The motley, uncharacteristic picture of physical symptoms in central lung tumors is dominated by dry and moist rales, weakening or complete absence of respiratory sounds, and local dullness of percussion sound. In patients with long-term obstruction of the main bronchus, asymmetry is detected chest, narrowing of the intercostal spaces, deepening of the supraclavicular and subclavian fossae, lag of the corresponding half of the chest during respiratory movements.
The severity and rate of development of bronchial obstruction depends on the intensity and nature of tumor growth. For tumors growing peribronchially, clinical symptoms develops slowly, complete obstruction of the bronchus rarely occurs.
Peripheral benign lung tumors do not manifest themselves in the first, asymptomatic period. In the second and third, i.e. During the initial period and the period of pronounced clinical manifestations, the symptoms and clinical picture of peripheral benign tumors are determined by the size of the tumor, the depth of its position in the lung tissue and the relationship with the adjacent bronchi, vessels, and organs. A large tumor, reaching the chest wall or diaphragm, can cause chest pain and difficulty breathing; when localized in the medial parts of the lung - pain in the heart area. If the tumor causes arrosion of the vessel, hemoptysis or pulmonary hemorrhage occurs. When a large bronchus is compressed, the so-called “centralization” of the peripheral tumor occurs. The clinical picture in this case is due to the phenomena of impaired bronchial patency of a large bronchus and is similar to the clinical picture of the central tumor.
Peripheral benign lung tumors are usually detected without difficulty through the usual x-ray examination. At the same time, they are displayed in the form of rounded shadows of various sizes with clear, but not entirely even contours. Their structure is often homogeneous, but there may be dense inclusions: blocky calcifications, characteristic of hamartomas, bone fragments in teratomas. A detailed assessment of the structure of benign tumors is possible using CT data. This method allows you to reliably determine, in addition to dense inclusions, the presence of fat, characteristic of lipomas, hamartomas, fibromas, and fluid - in vascular tumors, dermoid cysts. CT scan using the contrast bolus amplification technique also allows for the degree of densitometric indicators pathological formations It is sufficiently reliable to carry out differential diagnosis of benign tumors with peripheral cancer and metastases, tuberculomas, and vascular tumors.
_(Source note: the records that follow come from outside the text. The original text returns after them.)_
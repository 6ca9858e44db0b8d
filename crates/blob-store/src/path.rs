//! Blob path allow-list.
//!
//! Paths arrive from both the local API and remote peers, so nothing
//! reaches the filesystem until it passes [`validate_blob_path`].

use crate::{BlobError, BlobResult};

pub const METADATA_SUFFIX: &str = ".metadata.json";

/// Accepts `(/[a-z0-9+\-_.]+)+` without any `..`.
///
/// Segments may not start with `.` (which also rules out `.` itself and the
/// store's `.partial` files) and may not end in [`METADATA_SUFFIX`], so a
/// blob can never alias a sidecar or a file outside its own directory.
pub fn validate_blob_path(path: &str) -> BlobResult<()> {
    if path.contains("..") {
        return Err(BlobError::InvalidPath(path.to_string()));
    }
    let Some(rest) = path.strip_prefix('/') else {
        return Err(BlobError::InvalidPath(path.to_string()));
    };
    let valid = rest.split('/').all(|segment| {
        !segment.is_empty()
            && !segment.starts_with('.')
            && !segment.ends_with(METADATA_SUFFIX)
            && segment.bytes().all(is_allowed)
    });
    if !valid {
        return Err(BlobError::InvalidPath(path.to_string()));
    }
    Ok(())
}

fn is_allowed(byte: u8) -> bool {
    matches!(byte, b'a'..=b'z' | b'0'..=b'9' | b'+' | b'-' | b'_' | b'.')
}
Bronchoscopy is the most important method for diagnosing central tumors. When it is performed, a tumor biopsy is performed, which makes it possible to make an accurate morphological diagnosis. Obtaining material for cytological and histological studies It is also possible with peripheral lung tumors. For these purposes, transthoracic aspiration or puncture biopsy and transbronchial deep catheterization are performed. Biopsies are performed under x-ray guidance.
A peculiar clinical picture, the so-called “carcinoid syndrome,” in some cases may be accompanied by the course of lung carcinoids. Characteristic properties These tumors are the secretion of hormones and other biologically active substances.
The clinical picture of carcinoid syndrome is characterized by periodically occurring sensations of heat in the head, neck and upper extremities, diarrhea, bronchospasm attacks, dermatosis, and mental disorders. In women with bronchial adenomas, during the period of hormonal changes associated with the ovarian-menstrual cycles, hemoptysis may be observed. Carcinoid syndrome does not occur frequently in bronchial carcinoids, only in 2-4% of cases, which is 4-5 times less common than in carcinoid tumors digestive tract. When an adenoma of the carcinoid type becomes malignant, the frequency of development and severity of the clinical manifestations of carcinoid syndrome increases significantly.

– malignant tumors that originate in the mucous membrane and glands of the bronchi and lungs. Cancer cells divide quickly, enlarging the tumor. Without proper treatment, it grows into the heart, brain, blood vessels, esophagus, and spine. The bloodstream carries cancer cells throughout the body, forming new metastases. There are three phases of cancer development:

• The biological period is from the moment the tumor appears until its signs are recorded on x-rays (grade 1-2).
• Preclinical - asymptomatic period manifests itself only on x-rays (grade 2-3).
• Clinical shows other signs of the disease (grade 3-4).

Causes

The mechanisms of cell degeneration are not fully understood. But thanks to numerous studies, chemical substances, capable of accelerating cell transformation. We will group all risk factors according to two criteria.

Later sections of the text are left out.